Typically, banks calculate the size of monthly payments based on how much money a person will have left for other expenses and living costs. Banks are not interested in leaving you penniless; they are interested in creditworthy clients who will not be overly burdened by a new loan and can comfortably and confidently repay it over an extended period. However, taking out a mortgage inevitably changes one's life both financially and morally. Therefore, before purchasing property with a mortgage, it's essential to carefully analyze your income and expenses that you deal with every month or year. We advise estimating expenses on the higher side to avoid unexpected surprises.

3.Stay in Your Current Job Before Taking Out a Mortgage

If you plan to purchase property with a mortgage in the United Kingdom, we do not recommend changing jobs. Banks are interested in reliable borrowers, and nothing demonstrates reliability quite like a long tenure at one job.

4.Minimize Existing Debt

If you have outstanding debts and other financial obligations, the bank will certainly take them into account. Based on the borrower's level of indebtedness, the bank will decide whether to approve the mortgage application.

5.Income Verification from Employer

You need to document your income size, namely by requesting and providing the bank with proof of your solvency. Additionally, detailed bank statements and payslips for the last six months (proof of salary payments) will likely be required from you.

6.Down Payment

The higher the down payment, the more favorable the mortgage offers from banks. For example, loan rates or repayment terms may be lower.

7.Together in Joy and Sorrow, and in Mortgage

Having an official family can play a positive role in obtaining a loan. For instance, a mortgage can be taken out jointly. The calculation will be based on the family's total income and expenses.

8. Longer Doesn't Mean Better

Banks usually offer several options for mortgage repayment terms. We advise opting for a shorter term so that the interest paid to the bank is lower. Despite the monthly payment possibly being higher, it won't differ significantly whether you take out a mortgage for 25 or 30 years. A longer loan term entails additional risks.

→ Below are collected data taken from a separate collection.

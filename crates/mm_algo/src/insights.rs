// crates/mm_algo/src/insights.rs
//
// Strengths / weaknesses by inclusive threshold, ranked by
// win_rate × meta_share, plus one suggestion per actionable weakness.

use core::cmp::Ordering;

use mm_core::cards::EnergyType;
use mm_core::determinism::{cmp_f64_asc, cmp_f64_desc};
use mm_core::entities::{InsightEntry, Rationale};
use mm_core::variables::{
    Params, DEFAULT_INSIGHT_CAP, DEFAULT_STRENGTH_THRESHOLD, DEFAULT_WEAKNESS_THRESHOLD,
};

use crate::notes::NoteTemplates;
use crate::Scored;

#[derive(Clone, Copy, Debug, PartialEq)]
pub struct Thresholds {
    /// win_rate ≥ strength is a strength.
    pub strength: f64,
    /// win_rate ≤ weakness is a weakness.
    pub weakness: f64,
    /// Max entries per list.
    pub cap: usize,
}

impl Default for Thresholds {
    fn default() -> Self {
        Self {
            strength: DEFAULT_STRENGTH_THRESHOLD,
            weakness: DEFAULT_WEAKNESS_THRESHOLD,
            cap: DEFAULT_INSIGHT_CAP,
        }
    }
}

impl From<&Params> for Thresholds {
    fn from(p: &Params) -> Self {
        Self { strength: p.strength_threshold, weakness: p.weakness_threshold, cap: p.insight_cap }
    }
}

#[derive(Clone, Debug, Default, PartialEq)]
pub struct Insights {
    pub strengths: Vec<InsightEntry>,
    pub weaknesses: Vec<InsightEntry>,
    pub suggestions: Vec<String>,
}

pub fn extract(scored: &[Scored<'_>], thresholds: &Thresholds, notes: &dyn NoteTemplates) -> Insights {
    let rows: Vec<(InsightEntry, Option<EnergyType>)> = scored
        .iter()
        .map(|(deck, est)| {
            let entry = InsightEntry {
                opponent: deck.archetype.clone(),
                win_rate: est.win_rate,
                meta_share: deck.meta_share,
                weighted: est.win_rate * deck.meta_share,
                rationale: est.rationale,
            };
            (entry, est.energy)
        })
        .collect();

    let mut strengths: Vec<InsightEntry> = rows
        .iter()
        .filter(|(e, _)| e.win_rate >= thresholds.strength)
        .map(|(e, _)| e.clone())
        .collect();
    strengths.sort_by(|a, b| cmp_f64_desc(a.weighted, b.weighted).then_with(|| by_name(a, b)));
    strengths.truncate(thresholds.cap);

    let mut weak_rows: Vec<&(InsightEntry, Option<EnergyType>)> =
        rows.iter().filter(|(e, _)| e.win_rate <= thresholds.weakness).collect();
    weak_rows.sort_by(|a, b| cmp_f64_asc(a.0.weighted, b.0.weighted).then_with(|| by_name(&a.0, &b.0)));
    weak_rows.truncate(thresholds.cap);

    let suggestions = weak_rows
        .iter()
        .filter(|(e, _)| e.rationale != Rationale::Baseline)
        .map(|(e, energy)| {
            let energy = if e.rationale == Rationale::Heuristic { *energy } else { None };
            notes.suggestion(e, energy)
        })
        .collect();

    Insights {
        strengths,
        weaknesses: weak_rows.into_iter().map(|(e, _)| e.clone()).collect(),
        suggestions,
    }
}

fn by_name(a: &InsightEntry, b: &InsightEntry) -> Ordering {
    a.opponent.cmp(&b.opponent)
}

#[cfg(test)]
mod tests {
    use super::*;
    use crate::notes::PlainNotes;
    use mm_core::entities::{MatchupEstimate, MetaDeck};

    fn deck(name: &str, share: f64) -> MetaDeck {
        MetaDeck {
            archetype: name.parse().unwrap(),
            rank: 1,
            meta_share: share,
            play_rate: None,
            win_rate: None,
            matchups: Default::default(),
            core_cards: Default::default(),
        }
    }

    fn est(d: &MetaDeck, wr: f64, rationale: Rationale, energy: Option<EnergyType>) -> MatchupEstimate {
        MatchupEstimate { opponent: d.archetype.clone(), win_rate: wr, confidence: 1.0, rationale, energy }
    }

    #[test]
    fn boundaries_are_inclusive() {
        let a = deck("A", 0.2);
        let b = deck("B", 0.2);
        let c = deck("C", 0.2);
        let scored = vec![
            (&a, est(&a, 0.55, Rationale::Observed, None)),
            (&b, est(&b, 0.45, Rationale::Observed, None)),
            (&c, est(&c, 0.50, Rationale::Observed, None)),
        ];
        let out = extract(&scored, &Thresholds::default(), &PlainNotes);
        assert_eq!(out.strengths.len(), 1);
        assert_eq!(out.strengths[0].opponent.as_str(), "A");
        assert_eq!(out.weaknesses.len(), 1);
        assert_eq!(out.weaknesses[0].opponent.as_str(), "B");
        assert_eq!(out.suggestions.len(), 1);
    }

    #[test]
    fn ordering_by_weighted_key_and_cap() {
        let decks: Vec<MetaDeck> = (0..7).map(|i| deck(&format!("D{i}"), 0.05 + 0.01 * i as f64)).collect();
        let scored: Vec<_> = decks.iter().map(|d| (d, est(d, 0.6, Rationale::Observed, None))).collect();
        let out = extract(&scored, &Thresholds::default(), &PlainNotes);
        let names: Vec<&str> = out.strengths.iter().map(|e| e.opponent.as_str()).collect();
        assert_eq!(names, ["D6", "D5", "D4", "D3", "D2"]);

        let scored: Vec<_> = decks.iter().map(|d| (d, est(d, 0.4, Rationale::Observed, None))).collect();
        let out = extract(&scored, &Thresholds::default(), &PlainNotes);
        let names: Vec<&str> = out.weaknesses.iter().map(|e| e.opponent.as_str()).collect();
        assert_eq!(names, ["D0", "D1", "D2", "D3", "D4"]);
        assert_eq!(out.suggestions.len(), 5);
    }

    #[test]
    fn equal_weights_break_by_name() {
        let b = deck("B", 0.2);
        let a = deck("A", 0.2);
        let scored = vec![
            (&b, est(&b, 0.7, Rationale::Observed, None)),
            (&a, est(&a, 0.7, Rationale::Observed, None)),
        ];
        let out = extract(&scored, &Thresholds::default(), &PlainNotes);
        assert_eq!(out.strengths[0].opponent.as_str(), "A");
    }

    #[test]
    fn baseline_weaknesses_get_no_suggestion() {
        let a = deck("A", 0.3);
        let b = deck("B", 0.3);
        let scored = vec![
            (&a, est(&a, 0.5, Rationale::Baseline, None)),
            (&b, est(&b, 0.35, Rationale::Heuristic, Some(EnergyType::Water))),
        ];
        let th = Thresholds { strength: 0.9, weakness: 0.5, cap: 5 };
        let out = extract(&scored, &th, &PlainNotes);
        assert_eq!(out.weaknesses.len(), 2);
        assert_eq!(out.suggestions.len(), 1);
        assert!(out.suggestions[0].contains("Water"));
        assert!(out.suggestions[0].contains("B"));
    }
}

If the property depreciates significantly, the bank may demand repayment of the difference or early repayment of the entire loan, as the collateral will depreciate.

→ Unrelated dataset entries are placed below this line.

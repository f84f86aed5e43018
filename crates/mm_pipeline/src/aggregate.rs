//! crates/mm_pipeline/src/aggregate.rs
//! AGGREGATE stage: join barrier over completed estimates.

use log::debug;

use mm_algo::{aggregate, Aggregate, Resolution, Scored};
use mm_core::entities::MetaSnapshot;

use crate::PipelineError;

pub fn aggregate_scores(
    scored: &[Scored<'_>],
    snapshot: &MetaSnapshot,
    resolution: &Resolution,
) -> Result<Aggregate, PipelineError> {
    let agg = aggregate(scored, &snapshot.decks, resolution.is_classified())
        .map_err(|e| PipelineError::InsufficientData(e.to_string()))?;
    debug!(
        "overall meta score {:.4} over share {:.4}, position {:?}",
        agg.overall_meta_score, agg.share_total, agg.position
    );
    Ok(agg)
}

9.Multiple Income Sources Are a Plus

Typically, if the applicant has multiple legal (!) income sources, there's no need to conceal them. On the contrary, they should be highlighted. Additionally, don't stick to just one bank. Different banks may have different criteria for assessing borrowers.

10.Mortgage Broker Assistance

When buying property through an agency, you will undoubtedly receive guidance on potential difficulties in purchasing property with a mortgage and will be directed in the right direction. Trust your agency and mortgage broker advice.